Fall is the time for launches, developments, upgrades and… acquisitions. Intel has just bought Movidius, a startup very well known on the computer vision market, and that was the eyes behind Google’s Project Tango and DJI’s Phantom 4. But what does Intel plan to do with it? #machinemagic
Movidius’ super low-power chipset, the Myriad 2 VPU, helped DJI enable their latest drone with sense-and-avoid technology, passing by obstacles easily and hover without GPS signal. Now, it’s going to help Intel get their RealSense sensor technology in low-powered mobile devices. The future, in their opinion, will be to make machines not just see, but think:
“We’re on the cusp of big breakthroughs in artificial intelligence,” wrote Remi El-Ouazzane, Movidius CEO. “In the years ahead, we’ll see new types of autonomous machines with more advanced capabilities as we make progress on one of the most difficult challenges of AI: getting our devices not just to see, but also to think.”

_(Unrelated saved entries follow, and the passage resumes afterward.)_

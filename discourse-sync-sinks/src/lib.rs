//! Post sink implementations.
//!
//! This crate provides concrete implementations of the [`PostSink`] trait
//! for publishing documents to remote services:
//!
//! - [`DiscourseSink`] - Creates and updates posts through the Discourse REST API
//!
//! The [`PostSink`] trait and [`SinkError`] type are defined in
//! `discourse-sync-lib` and re-exported here for convenience.

pub mod discourse_sink;

// Re-export sink implementations
pub use discourse_sink::DiscourseSink;

// Re-export trait and error from lib crate for convenience
pub use discourse_sync_lib::{PostSink, SinkError};
use std::fs::DirEntry;
use std::path::Path;

/// Suffix a file name must end with to be synced. Matched case-sensitively.
pub const MARKDOWN_SUFFIX: &str = ".md";

/// A Markdown file read from the documents directory
#[derive(Debug, Clone, PartialEq, Eq)]
pub struct Document {
    /// File name without the `.md` suffix
    pub name: String,
    pub content: String,
}

impl Document {
    /// Read the full text of the file at `path` as the document `name`
    pub fn read(path: &Path, name: impl Into<String>) -> std::io::Result<Self> {
        let content = std::fs::read_to_string(path)?;
        Ok(Self {
            name: name.into(),
            content,
        })
    }
}

/// Strip exactly one trailing `.md` from a file name
pub fn document_name(file_name: &str) -> Option<&str> {
    file_name.strip_suffix(MARKDOWN_SUFFIX)
}

/// The document name for a regular file (symlinks followed) whose name ends
/// in `.md`, or `None` for anything that should not be synced
pub fn markdown_name(entry: &DirEntry) -> Option<String> {
    let file_name = entry.file_name();
    let name = document_name(file_name.to_str()?)?;

    std::fs::metadata(entry.path())
        .is_ok_and(|m| m.is_file())
        .then(|| name.to_string())
}
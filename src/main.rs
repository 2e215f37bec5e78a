use std::error::Error;
use std::path::PathBuf;

use clap::Parser;
use clap::builder::FalseyValueParser;
use discourse_sync_lib::config::DEFAULT_HOST;
use discourse_sync_lib::{
    DiscourseConfig, PostIdTracker, PostTemplate, SyncConfig, SyncReport, sync_documents,
};
use discourse_sync_sinks::DiscourseSink;
use tracing::{error, info};
use tracing_subscriber::EnvFilter;

/// Publish a directory of Markdown documents as Discourse posts.
///
/// Every setting can come from the environment; flags override it.
#[derive(Parser, Debug)]
#[command(version, about, long_about = None)]
struct Args {
    /// Forum base URL
    #[arg(long, env = "DISCOURSE_HOST", default_value = DEFAULT_HOST)]
    host: String,

    #[arg(long, env = "DISCOURSE_API_USERNAME")]
    api_username: Option<String>,

    #[arg(long, env = "DISCOURSE_API_KEY", hide_env_values = true)]
    api_key: Option<String>,

    /// Directory scanned for `.md` files
    #[arg(long, env = "DOCS_DIR")]
    docs_dir: PathBuf,

    /// Mapping of document name to post id (YAML, or TOML for `.toml` files)
    #[arg(long, env = "POST_IDS")]
    post_ids: PathBuf,

    /// Log what would be created or updated without touching the forum or the mapping
    #[arg(long, env = "DISCOURSE_DRY_RUN", value_parser = FalseyValueParser::new())]
    dry_run: bool,

    /// Category for newly created posts
    #[arg(long, env = "DISCOURSE_CATEGORY_ID", default_value_t = 22)]
    category_id: u64,

    /// Prepended to the document name to form a new post's title
    #[arg(long, env = "DISCOURSE_TITLE_PREFIX", default_value = "juju ")]
    title_prefix: String,

    /// Tag for newly created posts (repeatable, or comma separated in the environment)
    #[arg(long = "tag", env = "DISCOURSE_TAGS", value_delimiter = ',', default_value = "olm")]
    tags: Vec<String>,
}

impl Args {
    fn into_config(self) -> SyncConfig {
        SyncConfig {
            discourse: DiscourseConfig {
                host: self.host,
                api_username: self.api_username,
                api_key: self.api_key,
            },
            docs_dir: self.docs_dir,
            post_ids: self.post_ids,
            template: PostTemplate {
                title_prefix: self.title_prefix,
                category_id: self.category_id,
                tags: self.tags,
            },
            dry_run: self.dry_run,
        }
    }
}

fn run(config: &SyncConfig) -> Result<SyncReport, Box<dyn Error>> {
    let mut sink = DiscourseSink::new(&config.discourse)?;
    let mut tracker = PostIdTracker::load(&config.post_ids)?;

    let report = sync_documents(
        &config.docs_dir,
        &mut sink,
        &mut tracker,
        &config.template,
        config.dry_run,
    )?;
    Ok(report)
}

fn main() -> Result<(), Box<dyn Error>> {
    tracing_subscriber::fmt()
        .with_env_filter(EnvFilter::try_from_default_env().unwrap_or_else(|_| EnvFilter::new("info")))
        .with_writer(std::io::stderr)
        .init();

    let config = Args::parse().into_config();
    if config.dry_run {
        info!("Dry run: no posts will be created or updated");
    }

    let report = run(&config).inspect_err(|e| error!(error = %e, "Sync failed"))?;
    info!(
        created = report.created,
        updated = report.updated,
        skipped = report.skipped,
        "Sync complete"
    );

    Ok(())
}
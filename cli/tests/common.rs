//! # calibrs CLI Integration Test Common Helpers
//!
//! File: cli/tests/common.rs
//!
//! ## Overview
//!
//! Shared helpers for the integration tests in `cli/tests/`. Every command is
//! run from a temporary working directory with its own `HOME` and
//! `XDG_CONFIG_HOME`, so no user or project configuration on the test host
//! leaks into the results.
//!

// Different test files use different helpers.
#![allow(dead_code)]

pub use assert_cmd::Command;
use std::fs;
use std::path::Path;
use tempfile::TempDir;

/// # Get calibrs Command (`calibrs_cmd`)
///
/// Creates an `assert_cmd::Command` for the compiled `calibrs` binary.
///
/// ## Panics
/// Panics if the `calibrs` binary cannot be found via `Command::cargo_bin`.
pub fn calibrs_cmd() -> Command {
    Command::cargo_bin("calibrs").expect("Failed to find calibrs binary for testing")
}

/// `calibrs_cmd` isolated inside `dir`: working directory, home and config
/// directory all point into it, and `CALIBRS_LIBRARY` is cleared.
pub fn isolated_cmd(dir: &TempDir) -> Command {
    let mut cmd = calibrs_cmd();
    cmd.current_dir(dir.path())
        .env("HOME", dir.path())
        .env("XDG_CONFIG_HOME", dir.path().join(".config"))
        .env_remove("CALIBRS_LIBRARY")
        .env_remove("RUST_LOG");
    cmd
}

/// Writes an executable shell script named `name` into `dir`.
#[cfg(unix)]
pub fn fake_tool(dir: &Path, name: &str, body: &str) {
    use std::os::unix::fs::PermissionsExt;
    let path = dir.join(name);
    fs::write(&path, format!("#!/bin/sh\n{}\n", body)).unwrap();
    fs::set_permissions(&path, fs::Permissions::from_mode(0o755)).unwrap();
}

/// `PATH` with `dir` searched first.
pub fn path_with(dir: &Path) -> String {
    format!(
        "{}:{}",
        dir.display(),
        std::env::var("PATH").unwrap_or_default()
    )
}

Their 180 employees working in Silicon Valley, Ireland and Romania will be a part of this collective effort, while bringing Intel’s dreams to life. Intel announced that they’ve developed a VR headset, Project Alloy, that relies a lot on the RealSense technology. The wireless, all-in-one headset needs the tracking tech to capture people when they walk into the frame of the user’s virtual world.
The VR emerging market is just one of the areas where Movidius will helps since there, ” heat, battery life and form factors are key”.